Say I have a program that looks like this:
from lxml import etree
class ParseXmlFile(object):
def __init__(self, xml_to_parse):
self.xml = etree.parse(xml_to_parse)
def a(self):
return self.xml.xpath('//something')
def b(self):
return self.xml.xpath('//something-else')
lxml frees the GIL, so it should be possible to run a
and b
concurrently in separate threads or processes.
From the lxml docs:
lxml frees the GIL (Python's global interpreter lock) internally when parsing from disk and memory...The global interpreter lock (GIL) in Python serializes access to the interpreter, so if the majority of your processing is done in Python code (walking trees, modifying elements, etc.), your gain will be close to zero. The more of your XML processing moves into lxml, however, the higher your gain. If your application is bound by XML parsing and serialisation, or by very selective XPath expressions and complex XSLTs, your speedup on multi-processor machines can be substantial.
I have done little to no work with multithreading.
Your run of the mill multiprocessing implementation would use something like multiprocessing.Pool().map()

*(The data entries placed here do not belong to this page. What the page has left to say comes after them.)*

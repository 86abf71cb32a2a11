//! Loads all three collections at once for display.

use chrono::{DateTime, Utc};
use tokio_util::sync::CancellationToken;

use crate::cache::CacheStore;
use crate::tfs::{CodeReview, PullRequest, SessionManager, TfsError, WorkItem};

/// One round of loading. Each collection succeeds or fails on its own.
#[derive(Debug)]
pub struct Snapshot {
  pub work_items: Result<Vec<WorkItem>, TfsError>,
  pub pull_requests: Result<Vec<PullRequest>, TfsError>,
  pub code_reviews: Result<Vec<CodeReview>, TfsError>,
  pub loaded_at: DateTime<Utc>,
}

impl Snapshot {
  fn count<T>(result: &Result<Vec<T>, TfsError>) -> usize {
    result.as_ref().map_or(0, Vec::len)
  }

  /// e.g. "Loaded 3 work items, 1 PRs, 0 reviews"
  pub fn summary(&self) -> String {
    format!(
      "Loaded {} work items, {} PRs, {} reviews",
      Self::count(&self.work_items),
      Self::count(&self.pull_requests),
      Self::count(&self.code_reviews)
    )
  }

  /// Failures, in display order.
  pub fn errors(&self) -> Vec<&TfsError> {
    [
      self.work_items.as_ref().err(),
      self.pull_requests.as_ref().err(),
      self.code_reviews.as_ref().err(),
    ]
    .into_iter()
    .flatten()
    .collect()
  }

  pub fn is_complete(&self) -> bool {
    self.errors().is_empty()
  }
}

/// Front for the session manager that loads everything in parallel.
pub struct Dashboard<S: CacheStore> {
  manager: SessionManager<S>,
}

impl<S: CacheStore> Dashboard<S> {
  pub fn new(manager: SessionManager<S>) -> Self {
    Self { manager }
  }

  /// Load all collections. Unexpired cached results are reused.
  pub async fn load(&self, cancel: &CancellationToken) -> Snapshot {
    let (work_items, pull_requests, code_reviews) = tokio::join!(
      self.manager.get_assigned_work_items(cancel),
      self.manager.get_pull_requests(cancel),
      self.manager.get_code_reviews(cancel),
    );

    let snapshot = Snapshot {
      work_items,
      pull_requests,
      code_reviews,
      loaded_at: Utc::now(),
    };

    for error in snapshot.errors() {
      tracing::warn!(operation = error.operation(), error = %error, "Load failed");
    }
    tracing::info!("{}", snapshot.summary());
    snapshot
  }

  /// Drop cached results, then load fresh.
  pub async fn refresh(&self, cancel: &CancellationToken) -> Snapshot {
    if let Err(e) = self.manager.cache().clear() {
      tracing::warn!(error = %e, "Failed to clear cache before refresh");
    }
    self.load(cancel).await
  }
}

#[cfg(test)]
mod tests {
  use super::*;
  use crate::cache::MemoryStore;
  use crate::tfs::fake::FakeServer;
  use crate::tfs::error::RemoteError;
  use crate::tfs::Credentials;
  use std::sync::Arc;

  async fn dashboard(server: &FakeServer) -> Dashboard<MemoryStore> {
    let mut manager =
      SessionManager::new(Arc::new(server.clone()), Arc::new(MemoryStore::new()));
    let result = manager
      .connect(
        Credentials {
          server_url: "https://tfs.example.com".to_string(),
          use_windows_authentication: true,
          ..Default::default()
        },
        &CancellationToken::new(),
      )
      .await;
    assert!(result.success);
    Dashboard::new(manager)
  }

  fn populate(server: &FakeServer) {
    server.add_work_item(1, "Fix login", "Bug", "Alice");
    server.add_work_item(2, "Write docs", "Task", "Alice");
    server.add_pull_request("web", "Portal", 3, "PR", &["Alice"]);
    server.add_code_review(4, "Review", "Alice");
  }

  #[tokio::test]
  async fn test_load_collects_everything() {
    let server = FakeServer::new("Alice");
    populate(&server);
    let dashboard = dashboard(&server).await;

    let snapshot = dashboard.load(&CancellationToken::new()).await;

    assert!(snapshot.is_complete());
    assert_eq!(snapshot.summary(), "Loaded 2 work items, 1 PRs, 1 reviews");
  }

  #[tokio::test]
  async fn test_load_reuses_cache_and_refresh_does_not() {
    let server = FakeServer::new("Alice");
    populate(&server);
    let dashboard = dashboard(&server).await;
    let cancel = CancellationToken::new();

    dashboard.load(&cancel).await;
    dashboard.load(&cancel).await;
    assert_eq!(server.counters().repositories(), 1);

    dashboard.refresh(&cancel).await;
    assert_eq!(server.counters().repositories(), 2);
    assert_eq!(server.counters().wiql(), 4);
  }

  #[tokio::test(start_paused = true)]
  async fn test_one_failure_does_not_hide_the_rest() {
    let server = FakeServer::new("Alice");
    populate(&server);
    server.fail_repositories([RemoteError::status(403, "Forbidden")]);
    let dashboard = dashboard(&server).await;

    let snapshot = dashboard.load(&CancellationToken::new()).await;

    assert!(!snapshot.is_complete());
    assert_eq!(snapshot.errors().len(), 1);
    assert_eq!(snapshot.errors()[0].operation(), "GetPullRequests");
    assert_eq!(snapshot.summary(), "Loaded 2 work items, 0 PRs, 1 reviews");
  }

  #[tokio::test]
  async fn test_disconnected_load_reports_each_failure() {
    let server = FakeServer::new("Alice");
    let manager = SessionManager::new(Arc::new(server.clone()), Arc::new(MemoryStore::new()));
    let dashboard = Dashboard::new(manager);

    let snapshot = dashboard.load(&CancellationToken::new()).await;

    assert_eq!(snapshot.errors().len(), 3);
    assert!(snapshot
      .errors()
      .iter()
      .all(|e| matches!(e, TfsError::NotConnected { .. })));
    assert_eq!(server.counters().total(), 0);
  }
}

, which seems to be of no use here since I have a list of functions and a single argument rather than a single function and a list of arguments. Attempting to wrap each function in another function and then multiprocess as described in one of the answers raises the following exception:
cPickle.PicklingError: Can't pickle <type 'function'>: attribute lookup __builtin__.function failed
Is it possible to do what I'm describing? If so, how?